This book is for the ones who blazed the trail.
introduction
Annie Oakley
O
ne time in the olden days when I was working at the peep show (gateway drug to prostitution) a man came in who’d made the rounds of most of the girls but never seen me. I walked into my side of the scrubby booth known as the Victorian Parlor (complete with ye olde lounge-style lawn chair) and started the lame boob-rubbing moves that were always the prequel to the removal of my shirt. The guy wasn’t interested and motioned for me to knock it off and come closer to the glass. He had some greasy piece of paper that he was fiddling with. It looked like it was about a thousand years old
and had been used to wrap a hamburger. He unfolded it and pressed it to the glass for me to squint at.
“Do you know what this is?” he asked, looking at me intently and already rubbing his crotch through his jeans. It was some kind of clipping from a magazine, folded so many times that only mere molecules of the photo were left in between the web of white creases. I couldn’t even muster a guess.
“It’s the Partridge Family school bus! I want you to pretend like you’re driving the Partridge Family school bus!” Not naked, not speaking lewdly about Danny Partridge, just with my feet on the glass and my hand on the invisible gearshift, making motor sounds. It was an easy $20 for five minutes of my time, and eventually he got passed off onto Carrie, a nightshift girl who really did drive a school bus during the day. Jackpot.
That’s the story I used to trot out when people would ask me what was the weirdest customer experience I’d ever had. Which was always the first question they’d ask upon finding out what I did for a living (if they didn’t immediately change the subject), followed closely by “How much do you make?” The Partridge Family guy wasn’t even really the weirdest, but the real answer would’ve been a lot less interesting, and clearly people were digging for the entertaining. It made the job sound funny and light, like I spent the
whole day indulging harmless adult children (hey . . . wait . . . ). The kooky specificity of a Partridge Family bus fetish let them off the hook somehow, reassured them that their own weird desires were at least not that weird, and freed them from having to imagine themselves in the customer’s role. Titillation without incrimination. This is the kind of story that Americans most want to hear from people who work in the sex trade, and consequently this is the kind of story that most often gets told, when anything gets told at all.

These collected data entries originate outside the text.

mod common;

use common::{triangle_graph, triangle_model};
use footway::routing::dijkstra::dijkstra_path_weights;
use footway::{Error, StreetGraph, find_route, shortest_path};
use geo::Point;
use petgraph::graph::NodeIndex;
use petgraph::visit::EdgeRef;

#[test]
fn triangle_shortcut_prefers_two_hop_path() {
    let graph = triangle_graph();
    let start = graph.node_index("A").unwrap();
    let end = graph.node_index("C").unwrap();

    let result = shortest_path(&graph, start, end).unwrap();

    assert_eq!(result.nodes, vec!["A", "B", "C"]);
    assert_eq!(result.segments.len(), 2);
    assert_eq!(result.segments[0].from, "A");
    assert_eq!(result.segments[0].to, "B");
    assert_eq!(result.segments[0].distance, 100.0);
    assert_eq!(result.segments[1].from, "B");
    assert_eq!(result.segments[1].to, "C");
    assert_eq!(result.segments[1].distance, 50.0);
    assert_eq!(result.total_distance, 150.0);
}

#[test]
fn parallel_edges_settle_on_the_cheaper_one() {
    let mut graph = StreetGraph::new();
    graph.add_edge("A", "B", 100.0);
    graph.add_edge("A", "B", 80.0);

    let start = graph.node_index("A").unwrap();
    let end = graph.node_index("B").unwrap();
    let result = shortest_path(&graph, start, end).unwrap();

    assert_eq!(result.nodes, vec!["A", "B"]);
    assert_eq!(result.segments.len(), 1);
    assert_eq!(result.segments[0].distance, 80.0);
    assert_eq!(result.total_distance, 80.0);
}

#[test]
fn disconnected_components_return_path_not_found() {
    let mut graph = StreetGraph::new();
    graph.add_edge("A", "B", 100.0);
    graph.add_edge("C", "D", 50.0);

    let start = graph.node_index("A").unwrap();
    let end = graph.node_index("C").unwrap();
    let err = shortest_path(&graph, start, end).unwrap_err();

    assert!(matches!(err, Error::PathNotFound));
}

#[test]
fn start_equals_end_yields_single_node_path() {
    let graph = triangle_graph();
    let start = graph.node_index("A").unwrap();

    let result = shortest_path(&graph, start, start).unwrap();

    assert_eq!(result.nodes, vec!["A"]);
    assert!(result.segments.is_empty());
    assert_eq!(result.total_distance, 0.0);
}

#[test]
fn repeated_queries_are_deterministic() {
    let model = triangle_model();
    let origin = Point::new(-82.351, 29.639);
    let destination = Point::new(-82.339, 29.651);

    let first = find_route(&model, &origin, &destination).unwrap();
    for _ in 0..10 {
        let again = find_route(&model, &origin, &destination).unwrap();
        assert_eq!(again.nodes, first.nodes);
        assert_eq!(again.total_distance, first.total_distance);
    }
}

#[test]
fn solver_distance_matches_brute_force_enumeration() {
    // Braided network with several competing simple paths from s to t
    let mut graph = StreetGraph::new();
    graph.add_edge("s", "a", 2.0);
    graph.add_edge("s", "b", 4.0);
    graph.add_edge("a", "b", 1.0);
    graph.add_edge("a", "c", 7.0);
    graph.add_edge("b", "c", 3.0);
    graph.add_edge("c", "t", 2.0);
    graph.add_edge("a", "t", 12.0);
    graph.add_edge("b", "t", 9.0);

    let start = graph.node_index("s").unwrap();
    let end = graph.node_index("t").unwrap();

    let mut best = f64::INFINITY;
    let mut visited = vec![start];
    brute_force_min(&graph, start, end, &mut visited, 0.0, &mut best);

    let result = shortest_path(&graph, start, end).unwrap();
    assert_eq!(result.total_distance, best);
    // s -> a -> b -> c -> t = 2 + 1 + 3 + 2
    assert_eq!(result.nodes, vec!["s", "a", "b", "c", "t"]);
    assert_eq!(result.total_distance, 8.0);
}

#[test]
fn distance_map_covers_all_reachable_nodes() {
    let graph = triangle_graph();
    let start = graph.node_index("A").unwrap();

    let distances = dijkstra_path_weights(&graph, start, None, None);

    assert_eq!(distances[&start], 0.0);
    assert_eq!(distances[&graph.node_index("B").unwrap()], 100.0);
    assert_eq!(distances[&graph.node_index("C").unwrap()], 150.0);
}

#[test]
fn early_exit_still_finalizes_the_target() {
    let graph = triangle_graph();
    let start = graph.node_index("A").unwrap();
    let end = graph.node_index("C").unwrap();

    let distances = dijkstra_path_weights(&graph, start, Some(end), None);

    assert_eq!(distances[&end], 150.0);
}

#[test]
fn zero_weight_edges_are_traversable() {
    let mut graph = StreetGraph::new();
    graph.add_edge("A", "B", 0.0);
    graph.add_edge("B", "C", 10.0);

    let start = graph.node_index("A").unwrap();
    let end = graph.node_index("C").unwrap();
    let result = shortest_path(&graph, start, end).unwrap();

    assert_eq!(result.nodes, vec!["A", "B", "C"]);
    assert_eq!(result.total_distance, 10.0);
}

/// Exhaustive simple-path enumeration, small fixtures only.
fn brute_force_min(
    graph: &StreetGraph,
    current: NodeIndex,
    target: NodeIndex,
    visited: &mut Vec<NodeIndex>,
    cost: f64,
    best: &mut f64,
) {
    if current == target {
        if cost < *best {
            *best = cost;
        }
        return;
    }
    for edge in graph.edges(current) {
        let next = edge.target();
        if visited.contains(&next) {
            continue;
        }
        visited.push(next);
        brute_force_min(graph, next, target, visited, cost + edge.weight().length, best);
        visited.pop();
    }
}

There are a few different ways one’s story is allowed to be entertaining: funny, sexy, tragic, scandalous. Repentance, marriage, college graduation, lurid death, or a piece of investigative journalism are the favored endings. The rigid boundaries of archetype, be they happy hooker or downtrodden whore, are a kind of invisibility. They are one-dimensional. Should the story twist to the side you’ll see nothing at all. Once marked by telling the story, you are branded for life. Your credibility is gone, you are forever seen in the context of the work. You don’t get to go back to being a civilian. Who needs that kind of shit? People remain silent. This silence, this invisibility, is the linchpin upon which rests the glorious suspension of disbelief that is at the core of nearly every transaction in a service economy. It’s the intellectual sleight of hand where one denies oneself knowledge of the essential personhood of the provider of a service or the maker of a product so
as not to impede one’s enjoyment of the product or service. In this way one avoids being implicated in the boredom, poverty, or ugliness of the work of the service provider. In late capitalist America under the rule of market logic, suspension of disbelief becomes almost a survival skill.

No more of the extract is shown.